For the first time this morning, after reading the story of Jesus’ birth foretold, I heard Mary ask the angel, “How?”
Before she said, “Yes,” Mary asked, “How?”
“How will this happen?” she asked.
Scared half out of her wits by the angel’s sudden appearance and faced with the impossible, she asks the first and only relevant question that pops into her head: “How?”
Mary, even Mary, the mother of God, asks God, “How?”
Somehow that gives me comfort.
The angel didn’t scold Mary, “How dare you ask God ‘How!'” or patronize her question with: “Oh! No worries. God will take care of that!”
No. The angel told her to not be afraid then told her that her impossible was God’s possible. That her impossible was God’s playground. The angel explained to Mary how God’s Holy Spirit would cover her and that anything was possible with God. The angel even gave her the example of her cousin Elizabeth, way beyond the age of childbearing, was six months pregnant. The angel then stayed and waited. Waited with Mary until she had given an answer.
Only after Mary says, “Yes,” does the angel leave and Mary’s waiting begins. For nine months Mary waits.
While the Savior forms inside her, she waits.
She waits as her belly begins to expand and her friends begin to shrink because she is pregnant and unwed. She waits as the Roman government imposes registration and taxation that require her and Joseph to travel 40 miles in the last trimester of her pregnancy over the rough rocky hills from Nazareth to Bethlehem. While Joseph searches the over-crowded, noisy, chaotic, barely-room-to-breathe city of Bethlehem, Mary waits. In the final moments before birth, she waits, not in a safe, soft bed, but in a barn surrounded by strangers.
Starting this Sunday (November 29) until Christmas, we’re in the season of waiting known as Advent. It’s a time when we look both ways. We look back at the first advent, the birth of Christ, and we look forward to the second Advent when Jesus will return.
Meanwhile, we wait.
We lose friends.
We survive government decrees.
We travel rocky roads.
We’re caught up in the hustle and bustle of life with barely enough room to breathe.
We’re stuck somewhere in between looking back and looking forward and we wait and ask “How?”
“How can I possibly find peace in the middle of this chaotic world?”
“How long must I bear this grief or shame before joy comes?”
“How can I restore hope when I feel so desperate?”
“How will I ever love myself or the other person again?”
One day last week, I tried to count how many times I started a sentence with, “How?” and after about 30 in the space of one hour, I stopped counting.
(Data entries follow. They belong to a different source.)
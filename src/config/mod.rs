//! Configuration model for queuelock.
//!
//! This module defines the LockConfig struct that represents `queuelock.yaml`.
//! It supports forward-compatible YAML parsing (unknown fields are ignored),
//! sensible defaults for optional fields, and validation of config values.

mod model;
mod operations;
pub mod types;


// Re-export public API
pub use model::LockConfig;
pub use types::{RetryConfig, TimeoutPolicy};
//! queuelock: fair distributed mutex over a coordination service.
//!
//! This is the main entry point for the `queuelock` CLI. It parses arguments,
//! dispatches to the appropriate command handler, and handles errors with
//! proper exit codes.

mod cli;
mod commands;
mod logging;

use cli::Cli;
use std::process::ExitCode;

fn main() -> ExitCode {
    let cli = Cli::parse_args();
    logging::init();

    match commands::dispatch(cli) {
        Ok(code) => ExitCode::from(code.clamp(0, 255) as u8),
        Err(err) => {
            // Print user-actionable error message to stderr
            eprintln!("Error: {}", err);

            ExitCode::from(err.exit_code() as u8)
        }
    }
}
We ask “How?” hoping the answer will provide the understanding and the understanding will bring peace. And yet Paul, in his Philippian letter, said real peace, the kind that can keep our hearts and minds, surpasses all understanding.
If there’s a peace beyond understanding, then maybe there’s a hope and a joy and a love beyond understanding as well.
Contrary to the romanticized nativity scenes depicted on glittery Christmas cards, all was not calm or bright or silent when God entered humanity. When God entered humanity, when God became a human heart and a human brain, it was right smack dab in the middle of real life questions.
Before Mary conceived, she first asked “How?” If Mary, the mother of God, can ask questions, then I probably can too. And it’s okay.
The answer to the question of “How?” is the same today as it was when Mary asked it.
The Holy Spirit will cover me. God waits until I whisper “Yes.” Then I wait. And trust.
Trust. That all things are possible with God.